Making time for the kids
My day had started bright and early. I put on my navy blue uniform for first grade and a matching headband to top everything off. I then sat in the dark kitchen that had little specks of light coming through the old blinds. I was super excited because it was the day of my field trip to the science museum with my school. I took the last bites of what became soggy cereal and went to catch the bus for school.
It was a cool day outside and I could feel the little breeze of wind push my braids back and forth. The bus greeted me with its blaring stop sign and three honks of its horn. I sat down on the black leather seat and imagined what the day would look like. Soon after I arrived at school, our teachers told us the rules and guidelines for this trip and introduced us to our chaperones.
I was not really listening to what the teacher was saying because I was in shock. My mother was standing right there waving to all the kids as she introduced herself. My mom was wearing a light black jacket, grey flared bottoms and a work shirt. When she had signed my permission slips a week ago, I didn’t think she would sign herself up as a chaperone.
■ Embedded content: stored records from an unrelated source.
use crate::error::YailError;
use crate::evaluator::Evaluator;
use crate::object::Object;
use crate::parser::parse;
use std::io::{self, BufRead, Write};

const PROMPT: &str = ">> ";

/// Interactive session on stdin/stdout.
pub fn start() {
    println!("YAIL Interpreter v{}", env!("CARGO_PKG_VERSION"));
    println!("Type 'exit' or 'q' to quit");
    println!();

    let stdin = io::stdin();
    let stdout = io::stdout();
    if let Err(error) = run(stdin.lock(), stdout.lock()) {
        eprintln!("Error in interactive session: {}", error);
    }
}

/// Reads one line at a time and evaluates it against a single persistent
/// scope, so bindings survive from one line to the next.
pub fn run<R: BufRead, W: Write>(mut input: R, mut output: W) -> io::Result<()> {
    let mut evaluator = Evaluator::new();
    tracing::info!("repl session started");

    loop {
        write!(output, "{}", PROMPT)?;
        output.flush()?;

        let mut line = String::new();
        if input.read_line(&mut line)? == 0 {
            // EOF reached (Ctrl+D or piped input ended)
            writeln!(output)?;
            break;
        }

        let line = line.trim();
        if line.is_empty() {
            continue;
        }
        if line == "exit" || line == "q" {
            break;
        }

        let (program, errors) = parse(line);
        if !errors.is_empty() {
            print_parse_errors(&mut output, &errors)?;
            continue;
        }

        let result = evaluator.eval_program(&program);
        if !matches!(result.as_ref(), Object::Null) {
            writeln!(output, "{}", result.display())?;
        }
    }

    tracing::info!("repl session ended");
    Ok(())
}

fn print_parse_errors<W: Write>(output: &mut W, errors: &[YailError]) -> io::Result<()> {
    writeln!(
        output,
        "Failed to execute the given source code for following reasons."
    )?;
    for error in errors {
        writeln!(output, "\t[ERROR] {}", error)?;
    }
    Ok(())
}

#[cfg(test)]
mod tests {
    use super::*;
    use pretty_assertions::assert_eq;
    use std::io::Cursor;

    fn session(input: &str) -> String {
        let mut output = Vec::new();
        run(Cursor::new(input), &mut output).unwrap();
        String::from_utf8(output).unwrap()
    }

    #[test]
    fn state_persists_between_lines() {
        let output = session("var a = 5;\na = a * 2;\na\n");
        assert_eq!(output, ">> >> >> 10\n>> \n");
    }

    #[test]
    fn parse_errors_are_listed_instead_of_evaluating() {
        let output = session("val = 5;\nq\n1\n");
        assert_eq!(
            output,
            ">> Failed to execute the given source code for following reasons.\n\
             \t[ERROR] missing token: IDENTIFIER\n>> "
        );
    }

    #[test]
    fn runtime_errors_and_values_are_displayed() {
        let output = session("foo\n[1, \"two\"]\nnull\nexit\n");
        assert_eq!(
            output,
            ">> [ERROR] identifier not found: foo\n>> [1, two]\n>> >> "
        );
    }
}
She and my dad had separated and he had left the duty of taking care of me all up to my mother. She only had me and I only had her. At the time, she was working three jobs and I rarely got to see her. While she worked to save up money for an apartment, I had to live with a family friend. The lady I was living with at the time did most of the things that my mom couldn’t do then like cook dinner, wash my clothes and help me get ready sometimes. I had to share a room with her oldest daughter who I didn’t share a connection with because of our age difference so I spent most of my time with dolls that were passed down. I would usually catch my mom on the weekends and she would bring me junk food or lay with me before she had to go to her 11 p.m. to 7 a.m. shift.
I couldn’t stop looking at her. I had seen her before, of course, but this time it was different. It was always a tease to see her, but now I would have her for the entire day all to myself. I couldn’t help but give her a hug after we were told to line up. I was so excited to tell everyone that this was my mom. For some reason in first grade bringing a parent on a field trip was a really cool thing. All my friends wanted to meet her and even be in her chaperone group.
She got on the bus with me and we just talked the entire time on the way to the museum. It was even more of a blast when we got there. I took her hand and I don’t think I let it go that entire time. As we sat and ate lunch, time was passing by and I was able to really soak in the fact that my mom was there with me.
I wished the day could be longer. I knew that my mom was doing all that she did for us and I was willing to be patient. It just made me sad that the day that she signed my permission slip I didn’t ask her if she wanted to be a chaperone. I kind of just pushed the whole idea to the back of my mind because I thought she would be “too busy.”
People have the notion that single parents don’t spend time with their kids and it is like this because that’s how the media portrays it. Television doesn’t normalize the fact that there are single parents who do make everything work. My personal experience makes me sad because yes, of course I would have wanted my mom to be there every morning to wake me up for school, but that does not mean that she wouldn’t have worked around her schedule for me. I wish people would stop looking at single parents through a negative lens. They should be looked at as hardworking people who do all that they do for their kids. It’s not just hard on the kids, it’s hard on them too.
I had forgotten that my mom is a mom and wants to be a part of all the experiences I have, no matter how much she has to work. She will always make the time for that to happen.